◆ EXERCISE AIM
From the first line to the last, copy the data below word for word.

----- DATA FOR ANALYSIS -----

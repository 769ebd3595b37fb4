//! Register a small route set and dispatch a few requests against it.
//!
//! Run with: `cargo run --example greeting`

use weft::prelude::*;
use weft::testing::{block_on, exchange};
use weft::{BoundValue, ConfigError, ParamSpec, request_logger};

fn main() -> Result<(), ConfigError> {
    let mut router = Router::new();
    router.register(
        RouteSet::new("/hello")
            .decorator(request_logger())
            .handler(
                HandlerSpec::new("say_hello", |_, values: Vec<BoundValue>| {
                    let name = values[0].as_str().unwrap_or("world").to_owned();
                    let shout = values[1].as_bool().unwrap_or(false);
                    async move {
                        let mut greeting = format!("hello, {name}");
                        if shout {
                            greeting.make_ascii_uppercase();
                        }
                        Ok(Response::ok().body_text(greeting))
                    }
                })
                .tag(RouteTag::get("/:name"))
                .param(ParamSpec::path("name", TargetType::Str))
                .param(ParamSpec::query("shout", TargetType::Bool).optional()),
            ),
    )?;
    let dispatcher = Dispatcher::new(router.build());

    for (path, query) in [("/hello/Ann", None), ("/hello/Ann", Some("shout")), ("/nope", None)] {
        let mut builder = exchange(Method::Get, path);
        if let Some(query) = query {
            builder = builder.query(query);
        }
        let e = builder.build();
        let response = block_on(dispatcher.respond(&e, &DefaultErrorMapper));
        println!("GET {path}?{} -> {} {}", query.unwrap_or(""), response.status_code(), response.text());
    }
    Ok(())
}
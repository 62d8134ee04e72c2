//! Error types for the notification system

/// Notification error type
#[derive(Debug, thiserror::Error)]
pub enum NotifyError {
    #[error("HTTP request failed: {0}")]
    HttpError(#[from] reqwest::Error),

    #[error("Webhook rejected the message: HTTP {0}")]
    WebhookStatus(u16),

    #[error("Configuration error: {0}")]
    ConfigError(String),

    #[error("IO error: {0}")]
    IoError(#[from] std::io::Error),

    #[error("TOML parse error: {0}")]
    TomlParseError(#[from] toml::de::Error),

    #[error("TOML serialize error: {0}")]
    TomlSerializeError(#[from] toml::ser::Error),

    #[error("Notifier not configured")]
    NotConfigured,
}

/// Result type alias for notification operations
pub type Result<T> = std::result::Result<T, NotifyError>;

impl NotifyError {
    pub fn config<S: Into<String>>(msg: S) -> Self {
        NotifyError::ConfigError(msg.into())
    }
}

-----

◆ TASK ANSWER
repository 769ebd3595b37fb4
//! Register a small route set and dispatch a few requests against it.
//!
//! Run with: `cargo run --example greeting`

use weft::prelude::*;
use weft::testing::{block_on, exchange};
use weft::{BoundValue, ConfigError, ParamSpec, request_logger};

fn main() -> Result<(), ConfigError> {
    let mut router = Router::new();
    router.register(
        RouteSet::new("/hello")
            .decorator(request_logger())
            .handler(
                HandlerSpec::new("say_hello", |_, values: Vec<BoundValue>| {
                    let name = values[0].as_str().unwrap_or("world").to_owned();
                    let shout = values[1].as_bool().unwrap_or(false);
                    async move {
                        let mut greeting = format!("hello, {name}");
                        if shout {
                            greeting.make_ascii_uppercase();
                        }
                        Ok(Response::ok().body_text(greeting))
                    }
                })
                .tag(RouteTag::get("/:name"))
                .param(ParamSpec::path("name", TargetType::Str))
                .param(ParamSpec::query("shout", TargetType::Bool).optional()),
            ),
    )?;
    let dispatcher = Dispatcher::new(router.build());

    for (path, query) in [("/hello/Ann", None), ("/hello/Ann", Some("shout")), ("/nope", None)] {
        let mut builder = exchange(Method::Get, path);
        if let Some(query) = query {
            builder = builder.query(query);
        }
        let e = builder.build();
        let response = block_on(dispatcher.respond(&e, &DefaultErrorMapper));
        println!("GET {path}?{} -> {} {}", query.unwrap_or(""), response.status_code(), response.text());
    }
    Ok(())
}
repository 62d8134ee04e72c2
//! Error types for the notification system

/// Notification error type
#[derive(Debug, thiserror::Error)]
pub enum NotifyError {
    #[error("HTTP request failed: {0}")]
    HttpError(#[from] reqwest::Error),

    #[error("Webhook rejected the message: HTTP {0}")]
    WebhookStatus(u16),

    #[error("Configuration error: {0}")]
    ConfigError(String),

    #[error("IO error: {0}")]
    IoError(#[from] std::io::Error),

    #[error("TOML parse error: {0}")]
    TomlParseError(#[from] toml::de::Error),

    #[error("TOML serialize error: {0}")]
    TomlSerializeError(#[from] toml::ser::Error),

    #[error("Notifier not configured")]
    NotConfigured,
}

/// Result type alias for notification operations
pub type Result<T> = std::result::Result<T, NotifyError>;

impl NotifyError {
    pub fn config<S: Into<String>>(msg: S) -> Self {
        NotifyError::ConfigError(msg.into())
    }
}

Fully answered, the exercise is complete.